A Polícia Federal (PF) e o Ministério Público de São Paulo (MP-SP) apreenderam, na última terça-feira (22), cerca de R$ 700 mil em dinheiro vivo em Boa Vista, capital de Roraima. O valor estava com Jackson Renei Aquino de Souza, preso em flagrante e apontado como suspeito de envolvimento em um dos maiores ataques cibernéticos já registrados no Brasil.
Segundo informações do portal g1, Jackson atua como assessor parlamentar do deputado estadual Neto Loureiro (PMB). De acordo com as investigações, sua conta bancária recebeu valores considerados irregulares e relacionados a desvios provenientes do ataque hacker, que comprometeu sistemas de instituições financeiras.

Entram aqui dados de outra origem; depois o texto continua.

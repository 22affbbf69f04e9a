//! Timestamp utilities

use chrono::{DateTime, Utc};

/// Get current UTC timestamp for event envelopes
pub fn now() -> DateTime<Utc> {
    Utc::now()
}
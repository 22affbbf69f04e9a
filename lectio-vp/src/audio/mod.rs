//! Audio clip types, decoding, and output

pub mod clip;
pub mod decode;
pub mod output;
pub mod sink;

pub use clip::AudioClip;
pub use decode::{ClipDecoder, SymphoniaDecoder};
pub use output::CpalSink;
pub use sink::{AudioSink, CompletionEvent};
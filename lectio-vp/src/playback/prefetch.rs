//! Speculative lookahead fetches
//!
//! Warms the clip cache for the verses just past the playhead so gapless
//! chaining usually finds the next clip already decoded. Strictly
//! best-effort: tasks are detached, failures are observed only for logging,
//! and the playback path never joins them.

use crate::playback::fetch::FetchCoordinator;
use crate::playback::navigator::Navigator;
use std::sync::Arc;
use tracing::debug;

pub struct Prefetcher {
    fetcher: Arc<FetchCoordinator>,
    navigator: Arc<Navigator>,
    lookahead: usize,
}

impl Prefetcher {
    pub fn new(fetcher: Arc<FetchCoordinator>, navigator: Arc<Navigator>, lookahead: usize) -> Self {
        Self {
            fetcher,
            navigator,
            lookahead,
        }
    }

    /// Fire-and-forget warm fetches for the next `lookahead` verses after
    /// (`chapter_id`, `verse_id`). Called on every play, not only on
    /// transitions, so repeated plays of one verse keep the lookahead warm.
    pub fn warm(&self, chapter_id: &str, verse_id: &str) {
        for offset in 1..=self.lookahead as i64 {
            let position = match self.navigator.relative(chapter_id, verse_id, offset) {
                Some(position) => position,
                None => break, // end of corpus
            };
            let fetcher = Arc::clone(&self.fetcher);
            tokio::spawn(async move {
                let verse_id = position.verse.id.clone();
                match fetcher.fetch_or_join(&position.verse).await {
                    Some(_) => debug!(verse_id = %verse_id, "Prefetch warmed"),
                    None => debug!(verse_id = %verse_id, "Prefetch failed, playback unaffected"),
                }
            });
        }
    }
}
//! Audio decoding using symphonia
//!
//! Turns the encoded bytes returned by the synthesis service into a decoded
//! `AudioClip` with a known duration. Decoding is pure and synchronous;
//! failures surface as `Error::Decode` and are folded into the "no clip"
//! outcome by the fetch coordinator, indistinguishable from a synthesis
//! failure above that boundary.
//!
//! # Supported Formats
//!
//! Per Cargo.toml symphonia features: WAV/PCM, MP3, FLAC.
//!
//! # Sample Format
//!
//! Output is mono f32 at the payload's native sample rate. Spoken-word
//! synthesis payloads are mono in practice; multi-channel payloads are
//! downmixed by averaging.

use crate::audio::clip::AudioClip;
use crate::error::{Error, Result};
use std::io::Cursor;
use symphonia::core::audio::{AudioBufferRef, Signal};
use symphonia::core::codecs::DecoderOptions;
use symphonia::core::errors::Error as SymphoniaError;
use symphonia::core::formats::FormatOptions;
use symphonia::core::io::MediaSourceStream;
use symphonia::core::meta::MetadataOptions;
use symphonia::core::probe::Hint;

/// Decoder seam between the synthesis payload and the playable clip.
pub trait ClipDecoder: Send + Sync {
    /// Decode encoded audio bytes into a clip for `verse_id`.
    fn decode(&self, verse_id: &str, bytes: &[u8]) -> Result<AudioClip>;
}

/// Symphonia-backed decoder.
pub struct SymphoniaDecoder;

impl ClipDecoder for SymphoniaDecoder {
    fn decode(&self, verse_id: &str, bytes: &[u8]) -> Result<AudioClip> {
        let cursor = Cursor::new(bytes.to_vec());
        let mss = MediaSourceStream::new(Box::new(cursor), Default::default());

        // Probe format (no filename hint; the payload is a bare byte stream)
        let probed = symphonia::default::get_probe()
            .format(
                &Hint::new(),
                mss,
                &FormatOptions::default(),
                &MetadataOptions::default(),
            )
            .map_err(|e| Error::Decode(format!("unrecognized audio payload: {}", e)))?;

        let mut format = probed.format;

        let track = format
            .default_track()
            .ok_or_else(|| Error::Decode("no audio track in payload".to_string()))?;
        let track_id = track.id;
        let codec_params = track.codec_params.clone();
        let sample_rate = codec_params
            .sample_rate
            .ok_or_else(|| Error::Decode("payload missing sample rate".to_string()))?;

        let mut decoder = symphonia::default::get_codecs()
            .make(&codec_params, &DecoderOptions::default())
            .map_err(|e| Error::Decode(format!("unsupported codec: {}", e)))?;

        let mut samples = Vec::new();
        loop {
            let packet = match format.next_packet() {
                Ok(packet) => packet,
                Err(SymphoniaError::IoError(e))
                    if e.kind() == std::io::ErrorKind::UnexpectedEof =>
                {
                    break; // EOF
                }
                Err(e) => return Err(Error::Decode(format!("packet read failed: {}", e))),
            };

            // Skip packets from other tracks
            if packet.track_id() != track_id {
                continue;
            }

            let decoded = decoder
                .decode(&packet)
                .map_err(|e| Error::Decode(format!("decode failed: {}", e)))?;
            append_mono(&decoded, &mut samples)?;
        }

        if samples.is_empty() {
            return Err(Error::Decode("payload decoded to zero samples".to_string()));
        }

        Ok(AudioClip::new(verse_id, samples, sample_rate))
    }
}

/// Downmix a decoded buffer to mono f32 and append to `out`.
fn append_mono(buffer: &AudioBufferRef, out: &mut Vec<f32>) -> Result<()> {
    match buffer {
        AudioBufferRef::F32(buf) => {
            let channels = buf.spec().channels.count();
            let frames = buf.frames();
            if channels == 1 {
                out.extend_from_slice(buf.chan(0));
            } else {
                for frame_idx in 0..frames {
                    let mut acc = 0.0f32;
                    for ch in 0..channels {
                        acc += buf.chan(ch)[frame_idx];
                    }
                    out.push(acc / channels as f32);
                }
            }
            Ok(())
        }
        AudioBufferRef::S16(buf) => {
            let channels = buf.spec().channels.count();
            let frames = buf.frames();
            for frame_idx in 0..frames {
                let mut acc = 0.0f32;
                for ch in 0..channels {
                    acc += buf.chan(ch)[frame_idx] as f32 / i16::MAX as f32;
                }
                out.push(acc / channels as f32);
            }
            Ok(())
        }
        AudioBufferRef::S32(buf) => {
            let channels = buf.spec().channels.count();
            let frames = buf.frames();
            for frame_idx in 0..frames {
                let mut acc = 0.0f32;
                for ch in 0..channels {
                    acc += buf.chan(ch)[frame_idx] as f32 / i32::MAX as f32;
                }
                out.push(acc / channels as f32);
            }
            Ok(())
        }
        _ => Err(Error::Decode(
            "unsupported sample format in payload".to_string(),
        )),
    }
}
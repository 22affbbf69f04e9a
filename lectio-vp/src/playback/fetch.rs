//! Fetch coordination: dedup, retry, cache fill
//!
//! All clip acquisition funnels through `fetch_or_join`. For a given verse
//! id at most one synthesis request is outstanding at a time; concurrent
//! callers join the pending ticket and observe the same outcome. The ticket
//! is removed when the fetch settles, success or failure, before the
//! outcome is delivered to the joined callers.
//!
//! Failures resolve to `None` here. Nothing above this boundary branches on
//! failure kind: an exhausted retry loop and a decode error both surface as
//! "no clip available".

use crate::audio::clip::AudioClip;
use crate::audio::decode::ClipDecoder;
use crate::playback::cache::ClipCache;
use crate::synth::SpeechSynthesizer;
use lectio_common::Verse;
use std::collections::HashMap;
use std::sync::{Arc, Mutex};
use std::time::Duration;
use tokio::sync::broadcast;
use tracing::{debug, warn};

type FetchOutcome = Option<Arc<AudioClip>>;

enum Ticket {
    /// This caller runs the fetch and settles the ticket.
    Lead(broadcast::Sender<FetchOutcome>),
    /// Another caller is already fetching; await its outcome.
    Join(broadcast::Receiver<FetchOutcome>),
}

pub struct FetchCoordinator {
    synthesizer: Arc<dyn SpeechSynthesizer>,
    decoder: Arc<dyn ClipDecoder>,
    cache: Arc<ClipCache>,
    /// In-flight fetch tickets, at most one per verse id.
    /// Held only across synchronous sections, never across an await.
    tickets: Mutex<HashMap<String, broadcast::Sender<FetchOutcome>>>,
    max_retries: u32,
    retry_backoff: Duration,
}

impl FetchCoordinator {
    pub fn new(
        synthesizer: Arc<dyn SpeechSynthesizer>,
        decoder: Arc<dyn ClipDecoder>,
        cache: Arc<ClipCache>,
        max_retries: u32,
        retry_backoff: Duration,
    ) -> Self {
        Self {
            synthesizer,
            decoder,
            cache,
            tickets: Mutex::new(HashMap::new()),
            max_retries,
            retry_backoff,
        }
    }

    pub fn cache(&self) -> &ClipCache {
        &self.cache
    }

    /// Fetch the clip for `verse`, joining any in-flight request for the
    /// same verse id. `None` means no clip could be produced.
    pub async fn fetch_or_join(&self, verse: &Verse) -> FetchOutcome {
        // Fast path: cached (the lookup also promotes recency).
        if let Some(clip) = self.cache.get(&verse.id) {
            return Some(clip);
        }

        let ticket = {
            let mut tickets = self.tickets.lock().unwrap();
            // Re-check under the lock: another caller may have settled
            // between the cache probe and here.
            if let Some(clip) = self.cache.get(&verse.id) {
                return Some(clip);
            }
            match tickets.get(&verse.id) {
                Some(tx) => Ticket::Join(tx.subscribe()),
                None => {
                    let (tx, _) = broadcast::channel(1);
                    tickets.insert(verse.id.clone(), tx.clone());
                    Ticket::Lead(tx)
                }
            }
        };

        match ticket {
            Ticket::Join(mut rx) => {
                debug!(verse_id = %verse.id, "Joining in-flight fetch");
                rx.recv().await.ok().flatten()
            }
            Ticket::Lead(tx) => {
                let outcome = self.produce(verse).await;
                // Remove the ticket before delivering, success or failure.
                self.tickets.lock().unwrap().remove(&verse.id);
                let _ = tx.send(outcome.clone());
                outcome
            }
        }
    }

    /// Synthesize, decode, and cache one clip.
    async fn produce(&self, verse: &Verse) -> FetchOutcome {
        let bytes = self.synthesize_with_retry(verse).await?;
        match self.decoder.decode(&verse.id, &bytes) {
            Ok(clip) => {
                let clip = Arc::new(clip);
                self.cache.insert(&verse.id, Arc::clone(&clip));
                debug!(
                    verse_id = %verse.id,
                    duration_seconds = clip.duration_seconds,
                    "Clip decoded and cached"
                );
                Some(clip)
            }
            Err(e) => {
                warn!(verse_id = %verse.id, error = %e, "Decode failed, no clip available");
                None
            }
        }
    }

    /// Bounded retry with exponential backoff around the synthesis call.
    async fn synthesize_with_retry(&self, verse: &Verse) -> Option<Vec<u8>> {
        let mut backoff = self.retry_backoff;
        for attempt in 0..=self.max_retries {
            match self.synthesizer.synthesize(&verse.text).await {
                Ok(bytes) => return Some(bytes),
                Err(e) => {
                    if attempt == self.max_retries {
                        warn!(
                            verse_id = %verse.id,
                            attempts = attempt + 1,
                            error = %e,
                            "Synthesis failed, retries exhausted"
                        );
                        return None;
                    }
                    warn!(
                        verse_id = %verse.id,
                        attempt = attempt + 1,
                        backoff_ms = backoff.as_millis() as u64,
                        error = %e,
                        "Synthesis failed, will retry after backoff"
                    );
                    tokio::time::sleep(backoff).await;
                    backoff = backoff.saturating_mul(2);
                }
            }
        }
        None
    }
}

#[cfg(test)]
mod tests {
    use super::*;
    use crate::error::{Error, Result};
    use async_trait::async_trait;
    use std::sync::atomic::{AtomicUsize, Ordering};

    struct CountingSynth {
        calls: AtomicUsize,
        failures_before_success: usize,
    }

    impl CountingSynth {
        fn new(failures_before_success: usize) -> Arc<Self> {
            Arc::new(Self {
                calls: AtomicUsize::new(0),
                failures_before_success,
            })
        }

        fn calls(&self) -> usize {
            self.calls.load(Ordering::SeqCst)
        }
    }

    #[async_trait]
    impl SpeechSynthesizer for CountingSynth {
        async fn synthesize(&self, text: &str) -> Result<Vec<u8>> {
            let call = self.calls.fetch_add(1, Ordering::SeqCst) + 1;
            if call <= self.failures_before_success {
                Err(Error::Synthesis("transient outage".to_string()))
            } else {
                Ok(text.as_bytes().to_vec())
            }
        }
    }

    struct FixedDecoder;

    impl ClipDecoder for FixedDecoder {
        fn decode(&self, verse_id: &str, _bytes: &[u8]) -> Result<AudioClip> {
            Ok(AudioClip::new(verse_id, vec![0.0; 8000], 8000))
        }
    }

    struct RejectingDecoder;

    impl ClipDecoder for RejectingDecoder {
        fn decode(&self, _verse_id: &str, _bytes: &[u8]) -> Result<AudioClip> {
            Err(Error::Decode("corrupt payload".to_string()))
        }
    }

    fn verse(id: &str) -> Verse {
        Verse {
            id: id.to_string(),
            ordinal: 1,
            text: format!("text of {}", id),
        }
    }

    fn coordinator(
        synth: Arc<CountingSynth>,
        decoder: Arc<dyn ClipDecoder>,
    ) -> FetchCoordinator {
        FetchCoordinator::new(
            synth,
            decoder,
            Arc::new(ClipCache::new(8)),
            2,
            Duration::from_millis(1),
        )
    }

    #[tokio::test]
    async fn test_success_fills_cache() {
        let synth = CountingSynth::new(0);
        let fetcher = coordinator(Arc::clone(&synth), Arc::new(FixedDecoder));

        let clip = fetcher.fetch_or_join(&verse("v1")).await.unwrap();
        assert_eq!(clip.verse_id, "v1");
        assert!(fetcher.cache().contains("v1"));

        // Second fetch is served from cache without a network call.
        fetcher.fetch_or_join(&verse("v1")).await.unwrap();
        assert_eq!(synth.calls(), 1);
    }

    #[tokio::test]
    async fn test_retries_then_succeeds() {
        let synth = CountingSynth::new(2);
        let fetcher = coordinator(Arc::clone(&synth), Arc::new(FixedDecoder));

        let clip = fetcher.fetch_or_join(&verse("v1")).await;
        assert!(clip.is_some());
        assert_eq!(synth.calls(), 3);
    }

    #[tokio::test]
    async fn test_exhausted_retries_yield_none_and_release_ticket() {
        let synth = CountingSynth::new(usize::MAX);
        let fetcher = coordinator(Arc::clone(&synth), Arc::new(FixedDecoder));

        assert!(fetcher.fetch_or_join(&verse("v1")).await.is_none());
        assert_eq!(synth.calls(), 3);
        assert!(!fetcher.cache().contains("v1"));

        // The ticket was removed, so a later request starts fresh.
        assert!(fetcher.fetch_or_join(&verse("v1")).await.is_none());
        assert_eq!(synth.calls(), 6);
    }

    #[tokio::test]
    async fn test_decode_failure_is_no_clip() {
        let synth = CountingSynth::new(0);
        let fetcher = coordinator(Arc::clone(&synth), Arc::new(RejectingDecoder));

        assert!(fetcher.fetch_or_join(&verse("v1")).await.is_none());
        // Decode failures are terminal for the attempt; no retry loop.
        assert_eq!(synth.calls(), 1);
        assert!(!fetcher.cache().contains("v1"));
    }
}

A operação que resultou na prisão teve início após um alerta da Coordenação de Repressão a Fraudes Bancárias Eletrônicas, ligada à PF. Os investigadores descobriram que Jackson havia agendado o saque de R$ 1 milhão para a segunda-feira anterior. A conta poupança em nome dele havia recebido R$ 2,4 milhões, conforme rastreamento feito pelo Banco Central.
Os valores vieram de duas empresas suspeitas de envolvimento com o esquema criminoso. Uma delas transferiu R$ 1,85 milhão e a outra enviou R$ 600 mil para a conta do assessor. Jackson, no entanto, alegou em depoimento que o dinheiro seria parte de uma negociação com um garimpeiro venezuelano, intermediada por terceiros, para a compra de uma fazenda. Ele afirmou ainda não conhecer as empresas que fizeram as transferências.
Em nota, o deputado Neto Loureiro declarou que Jackson estava de férias e que “não compactua com qualquer tipo de ato ilegal”. A Assembleia Legislativa de Roraima (ALE-RR) informou que “estão sendo adotadas as providências administrativas cabíveis para o seu desligamento, que será formalizado ainda hoje”.